I gaped at him. “They’re only like the best candy ever. I can’t believe you don’t like Nerds.” I was horrified. They were my go-to and I was shocked that it hadn’t come up in conversation already.

“You eat all the Nerds you want, Sparky, just don’t share them with me.”

“Well, that works out great then.” I lifted my chin in the air. “The more Nerds for me the merrier.”

Zander chuckled in my ear, wrapping his arms around me to keep us warm. My teeth were starting to chatter, but I didn’t care. I would have stayed out under that clear night sky until we were both popsicles. Leaning against Zander’s broad chest was the best.

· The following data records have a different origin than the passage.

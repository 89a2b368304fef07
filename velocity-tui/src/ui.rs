pub mod theme;
mod dashboard;
mod detail;
mod formatting;
mod overlays;
mod seeds;

pub use self::render_main::render;

mod render_main {
    use ratatui::{
        layout::Alignment,
        style::{Modifier, Style},
        text::{Line, Span},
        widgets::{Block, Borders, Clear, Paragraph},
        Frame,
    };

    use super::dashboard::render_dashboard;
    use super::detail::render_detail;
    use super::overlays::{render_help, render_toast};
    use super::seeds::render_seeds;
    use super::theme::theme;
    use crate::app::{App, Screen};

    const MIN_WIDTH: u16 = 70;
    const MIN_HEIGHT: u16 = 20;

    pub fn render(app: &App, frame: &mut Frame) {
        let area = frame.area();
        let theme = theme();

        frame.render_widget(Clear, area);
        frame.render_widget(
            Block::default().style(Style::default().bg(theme.background)),
            area,
        );

        if area.width < MIN_WIDTH || area.height < MIN_HEIGHT {
            let warning = Paragraph::new(vec![
                Line::from(""),
                Line::from(Span::styled(
                    "Terminal Too Small",
                    Style::default().fg(theme.error).add_modifier(Modifier::BOLD),
                )),
                Line::from(""),
                Line::from(Span::styled(
                    format!("Minimum size: {}x{}", MIN_WIDTH, MIN_HEIGHT),
                    Style::default().fg(theme.text),
                )),
                Line::from(Span::styled(
                    format!("Current size: {}x{}", area.width, area.height),
                    Style::default().fg(theme.warning),
                )),
            ])
            .alignment(Alignment::Center)
            .block(
                Block::default()
                    .borders(Borders::ALL)
                    .border_style(Style::default().fg(theme.error)),
            );
            frame.render_widget(warning, area);
            return;
        }

        match (app.screen, app.detail.as_ref()) {
            (Screen::Detail, Some(detail)) => render_detail(frame, app, detail, area, &theme),
            (Screen::Seeds, _) => render_seeds(frame, app, area, &theme),
            _ => render_dashboard(frame, app, area, &theme),
        }

        if app.show_help {
            render_help(frame, app, area, &theme);
        }
        if let Some(toast) = &app.toast {
            render_toast(frame, toast, area, &theme);
        }
    }
}
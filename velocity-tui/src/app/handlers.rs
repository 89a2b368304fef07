use crossterm::event::{KeyCode, KeyEvent, KeyEventKind, KeyModifiers};

use super::{App, InputMode, PendingAction, Screen, SeedsView, ToastKind};
use crate::log_key_event;

pub const SEARCH_LOCKED_MESSAGE: &str = "Search is available on the Pro plan";
pub const TRIGGER_FORBIDDEN_MESSAGE: &str = "Only admins can trigger the scraper";
pub const TRIGGER_STARTED_MESSAGE: &str = "Triggering scraper...";
pub const MY_NICHES_SIGN_IN_MESSAGE: &str = "Sign in with --email to see your niches";
pub const HUNTER_SIGN_IN_MESSAGE: &str = "Sign in with --email to use the Niche Hunter";
pub const HUNTER_LOCKED_MESSAGE: &str = "Niche Hunter is available on the Pro plan";
pub const SEED_MANAGER_FORBIDDEN_MESSAGE: &str = "Only admins can manage all seeds";
pub const SEED_LIMIT_MESSAGE: &str = "Maximum 3 seeds allowed. Delete one to add another.";
pub const PAUSE_FORBIDDEN_MESSAGE: &str = "Only admins can pause seeds";
pub const EMPTY_TERM_MESSAGE: &str = "Type a keyword to track";

impl App {
    pub fn handle_key_event(&mut self, key: KeyEvent) -> anyhow::Result<()> {
        if key.kind != KeyEventKind::Press {
            return Ok(());
        }
        log_key_event!(self.log_config, "key={:?} screen={:?}", key.code, self.screen);

        if key.modifiers.contains(KeyModifiers::CONTROL) && key.code == KeyCode::Char('c') {
            self.quit();
            return Ok(());
        }

        // Priority 1: help overlay
        if self.show_help {
            if matches!(key.code, KeyCode::Esc | KeyCode::Char('?')) {
                self.toggle_help();
            }
            return Ok(());
        }

        // Priority 2: text boxes
        match self.input_mode {
            InputMode::Typing => {
                self.handle_search_keys(key);
                return Ok(());
            }
            InputMode::SeedTerm => {
                self.handle_seed_term_keys(key);
                return Ok(());
            }
            InputMode::Navigation => {}
        }

        match self.screen {
            Screen::Dashboard => self.handle_dashboard_keys(key),
            Screen::Detail => self.handle_detail_keys(key),
            Screen::Seeds => self.handle_seeds_keys(key),
        }
        Ok(())
    }

    fn handle_dashboard_keys(&mut self, key: KeyEvent) {
        match key.code {
            KeyCode::Char('q') => self.quit(),
            KeyCode::Char('?') => self.toggle_help(),
            KeyCode::Down | KeyCode::Char('j') => self.dashboard.select_next(),
            KeyCode::Up | KeyCode::Char('k') => self.dashboard.select_previous(),
            KeyCode::Home => self.dashboard.select_first(),
            KeyCode::End => self.dashboard.select_last(),
            KeyCode::Enter => {
                if let Some(selected) = self.dashboard.selected_trend() {
                    let slug = selected.trend.slug.clone();
                    self.pending_action = Some(PendingAction::OpenDetail(slug));
                }
            }
            KeyCode::Char('n') | KeyCode::Char(' ') => {
                if !self.dashboard.load_more() && self.dashboard.is_limited_by_plan {
                    self.show_toast(super::UPGRADE_MESSAGE, ToastKind::Info);
                }
            }
            KeyCode::Char('s') => {
                self.dashboard.cycle_status();
                self.request_reload();
            }
            KeyCode::Char('o') => {
                self.dashboard.cycle_sort();
                self.request_reload();
            }
            KeyCode::Char('g') => {
                self.dashboard.cycle_growth();
                self.request_reload();
            }
            KeyCode::Char('m') => {
                if self.account.is_signed_in() {
                    self.dashboard.toggle_my_niches();
                    self.request_reload();
                } else {
                    self.show_toast(MY_NICHES_SIGN_IN_MESSAGE, ToastKind::Info);
                }
            }
            KeyCode::Char('/') => self.enter_search_mode(),
            KeyCode::Char('c') => {
                if self.dashboard.filters.search.take().is_some() {
                    self.dashboard.search_input.clear();
                    self.request_reload();
                }
            }
            KeyCode::Char('r') => self.request_reload(),
            KeyCode::Char('t') => self.request_trigger(),
            KeyCode::Char('h') => {
                if self.account.is_signed_in() {
                    self.open_seeds(SeedsView::Hunter);
                } else {
                    self.show_toast(HUNTER_SIGN_IN_MESSAGE, ToastKind::Info);
                }
            }
            KeyCode::Char('a') => {
                if self.account.is_admin {
                    self.open_seeds(SeedsView::Manager);
                } else {
                    self.show_toast(SEED_MANAGER_FORBIDDEN_MESSAGE, ToastKind::Error);
                }
            }
            _ => {}
        }
    }

    fn handle_seeds_keys(&mut self, key: KeyEvent) {
        // A pending delete only survives an immediate second `d`
        let confirm_delete = self.seeds.confirm_delete.take();

        match key.code {
            KeyCode::Esc | KeyCode::Backspace => self.close_seeds(),
            KeyCode::Char('q') => self.quit(),
            KeyCode::Char('?') => self.toggle_help(),
            KeyCode::Down | KeyCode::Char('j') => self.seeds.select_next(),
            KeyCode::Up | KeyCode::Char('k') => self.seeds.select_previous(),
            KeyCode::Char('a') | KeyCode::Char('i') => self.start_new_seed(),
            KeyCode::Char('d') => {
                let Some(seed) = self.seeds.selected_seed().map(|s| s.seed.clone()) else {
                    return;
                };
                if confirm_delete == Some(seed.id) {
                    self.pending_action = Some(PendingAction::DeleteSeed(seed.id));
                } else {
                    self.seeds.confirm_delete = Some(seed.id);
                    self.show_toast(
                        format!("Press d again to delete \"{}\"", seed.term),
                        ToastKind::Info,
                    );
                }
            }
            KeyCode::Char('p') | KeyCode::Char(' ') => {
                if self.seeds.view != SeedsView::Manager {
                    self.show_toast(PAUSE_FORBIDDEN_MESSAGE, ToastKind::Error);
                    return;
                }
                if let Some(seed) = self.seeds.selected_seed() {
                    self.pending_action = Some(PendingAction::ToggleSeed {
                        id: seed.seed.id,
                        is_active: !seed.seed.is_active,
                    });
                }
            }
            KeyCode::Char('r') => {
                self.seeds.loading = true;
                self.pending_action = Some(PendingAction::LoadSeeds);
            }
            KeyCode::Char('t') => self.request_trigger(),
            _ => {}
        }
    }

    fn start_new_seed(&mut self) {
        if !self.seeds.can_track_niches {
            self.show_toast(HUNTER_LOCKED_MESSAGE, ToastKind::Info);
            return;
        }
        if self.seeds.slots_full() {
            self.show_toast(SEED_LIMIT_MESSAGE, ToastKind::Info);
            return;
        }
        self.input_mode = InputMode::SeedTerm;
    }

    fn handle_seed_term_keys(&mut self, key: KeyEvent) {
        match key.code {
            KeyCode::Esc => {
                self.seeds.term_input.clear();
                self.input_mode = InputMode::Navigation;
            }
            KeyCode::Enter => match self.seeds.take_new_seed() {
                Some((term, category_id)) => {
                    self.input_mode = InputMode::Navigation;
                    self.pending_action = Some(PendingAction::CreateSeed { term, category_id });
                }
                None => self.show_toast(EMPTY_TERM_MESSAGE, ToastKind::Info),
            },
            KeyCode::Tab => self.seeds.cycle_category(),
            KeyCode::Backspace => {
                self.seeds.term_input.pop();
            }
            KeyCode::Char(c) => self.seeds.term_input.push(c),
            _ => {}
        }
    }

    fn handle_detail_keys(&mut self, key: KeyEvent) {
        match key.code {
            KeyCode::Esc | KeyCode::Backspace | KeyCode::Char('h') => self.close_detail(),
            KeyCode::Char('q') => self.quit(),
            KeyCode::Char('?') => self.toggle_help(),
            KeyCode::Down | KeyCode::Char('j') => {
                if let Some(detail) = self.detail.as_mut() {
                    detail.select_next_related();
                }
            }
            KeyCode::Up | KeyCode::Char('k') => {
                if let Some(detail) = self.detail.as_mut() {
                    detail.select_previous_related();
                }
            }
            KeyCode::Enter => {
                if let Some(slug) = self.detail.as_ref().and_then(|d| d.selected_related_slug()) {
                    self.pending_action = Some(PendingAction::OpenDetail(slug.to_string()));
                }
            }
            KeyCode::Char('t') => self.request_trigger(),
            _ => {}
        }
    }

    fn handle_search_keys(&mut self, key: KeyEvent) {
        match key.code {
            KeyCode::Esc => {
                self.dashboard.search_input = self.dashboard.filters.search.clone().unwrap_or_default();
                self.input_mode = InputMode::Navigation;
            }
            KeyCode::Enter => {
                let query = self.dashboard.search_input.trim().to_string();
                self.dashboard.filters.search = (!query.is_empty()).then_some(query);
                self.input_mode = InputMode::Navigation;
                self.request_reload();
            }
            KeyCode::Backspace => {
                self.dashboard.search_input.pop();
            }
            KeyCode::Char(c) => self.dashboard.search_input.push(c),
            _ => {}
        }
    }

    fn enter_search_mode(&mut self) {
        if !self.account.features.search_enabled {
            self.show_toast(SEARCH_LOCKED_MESSAGE, ToastKind::Info);
            return;
        }
        self.input_mode = InputMode::Typing;
    }

    /// Queue the scraper trigger for admins; everyone else gets a toast
    fn request_trigger(&mut self) {
        if !self.account.is_admin {
            self.show_toast(TRIGGER_FORBIDDEN_MESSAGE, ToastKind::Error);
            return;
        }
        self.show_toast(TRIGGER_STARTED_MESSAGE, ToastKind::Info);
        self.pending_action = Some(PendingAction::TriggerScrape);
    }
}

As were piggyback rides to his car, sitting on his knee in the cafeteria, and making out with him under the bleachers between the last bell and football practice starting.

To say he was late a time or ten… well worth it.

That’s what he says, anyway.

A week after our stargazing epicness, Zander drove me all the way to City of Rocks National Reserve. It took over two hours to get there, and I didn’t mind one little bit. We talked the whole way about everything and nothing.

I also introduced him to Taylor Swift, who really doesn’t need an introduction because she’s like the best artist in the world, and you’d have to be living in a cave without Wi-Fi to not know who she is.

But Zander didn’t really know , you know?

So, I played him all my favorite songs, and even though he tried to tell me she was just okay, I could tell he was into her Reputation album, and I definitely heard him humming along to “Anti-Hero,” which is the best song off her Midnights album, in my opinion.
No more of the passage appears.